A minimal, hackable pre-training stack for GPT-style language models. This project provides a clean, production-ready foundation for training large-scale transformer models from scratch with distributed training support.
-
Modular GPT Architecture: Flexible transformer implementation with support for:
- Grouped Query Attention (GQA)
- Mixture of Experts (MoE)
- Customizable attention, MLP, and normalization layers
- Flash Attention optimization support
-
Distributed Training:
- ZeRO-1 optimizer state partitioning for memory efficiency
- DistributedDataParallel (DDP) for multi-GPU training
- Sequence-Expert joint parallelism via
SEP_SIZE/--sep_size(SEP) - Gradient accumulation for large effective batch sizes
-
Training Optimizations:
- Mixed precision training (BFloat16)
- Gradient clipping
- Cosine learning rate schedule with warmup
- Automatic checkpoint resumption with full state recovery
-
Developer-Friendly:
- Comprehensive profiling utilities
- Model FLOPs Utilization (MFU) tracking
- Mock data mode for rapid debugging
- Minimal dependencies
.
├── model/ # Model architecture
│ ├── __init__.py
│ ├── gpt.py # GPT model implementation
│ └── modules/ # Modular components
│ ├── attn.py # Attention mechanisms
│ ├── mlp.py # Dense MLP and MoE layers
│ ├── norm.py # Normalization layers
│ ├── loss.py # SP-aware cross entropy loss
│ └── emb.py # Embedding layers
│
├── training/ # Training pipeline
│ ├── __init__.py
│ ├── config.py # Config dataclasses (ModelConfig, etc.)
│ ├── arguments.py # CLI argument definitions
│ └── trainer.py # Trainer and dataset init
│
├── distributed/ # Distributed training components
│ ├── __init__.py
│ ├── parallel_state.py # DP/SEP process group construction
│ ├── zero1/
│ │ └── distributed_optimizer.py # ZeRO-1 implementation
│ ├── sequence_parallel/
│ │ └── ulysses.py # SP collectives and grad sync helpers
│ └── expert_parallel/
│ └── comm.py # EP all-to-all communication
│
├── utils/ # Utility functions
│ ├── __init__.py
│ ├── model.py # Model utilities (param counting, etc.)

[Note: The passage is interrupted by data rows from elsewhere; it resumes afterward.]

//! Logging utils.

use std::sync::Once;

/// Initialize stderr logging.
///
/// It uses the `DROVER_LOG` environment variable to control the logging
/// level. Defaults to `error`.
pub fn init() {
  static INITIALIZED: Once = Once::new();
  INITIALIZED.call_once(|| {
    let filter = tracing_subscriber::EnvFilter::try_from_env("DROVER_LOG")
      .unwrap_or_else(|_| tracing_subscriber::EnvFilter::new("error"));
    let subscriber = tracing_subscriber::FmtSubscriber::builder()
      .with_level(true)
      .with_ansi(false)
      .with_env_filter(filter)
      .with_writer(std::io::stderr)
      .finish();
    let _ = tracing::subscriber::set_global_default(subscriber);
  });
}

│ ├── training.py # Schedule helpers (get_training_info, etc.)
│ └── profile.py # Profiling and MFU computation
│
├── scripts/ # Launch scripts
│ ├── README.md
│ ├── debug_gpt_0.25b/
│ │ └── pretrain.sh # 0.25B debug (pretrain_debug.py)
│ ├── debug_gpt_0.3b_a0.17b/
│ │ └── pretrain.sh # 0.3B MoE debug (pretrain_debug.py)
│ ├── example_gpt_0.25b/
│ │ └── pretrain.sh # 0.25B example with custom data (pretrain_example.py)
│ └── gpt_3b/
│ └── pretrain.sh
│
├── pretrain_debug.py # Debug entry (mock data, minimal deps)
├── pretrain_example.py # Example entry (custom dataset / tokenizer)
└── README.md
- Python 3.10+
- PyTorch 2.0+ with CUDA/NCCL support
- tqdm
- numpy
Using training scripts (recommended):
# Train 0.25B dense model (8 GPUs)
bash scripts/debug_gpt_0.25b/pretrain.sh
# Train 0.3B MoE model (8 GPUs)
bash scripts/debug_gpt_0.3b_a0.17b/pretrain.sh
# Override SEP (sequence-expert joint) parallel size
SEP_SIZE=2 bash scripts/debug_gpt_0.25b/pretrain.shDirect command for quick testing:
torchrun --nproc_per_node=8 pretrain_debug.py \
--exp_name debug_test \
--use_mock_data \
--mock_data_num_samples 1280 \
--total_batch_size 524288 \
--batch_size 8 \
--seq_len 4096 \
--sep_size 1 \
--max_epochs 1 \
--debugAll training scripts support multi-node training via environment variables:
# Node 0 (master, e.g. IP: 192.168.1.100)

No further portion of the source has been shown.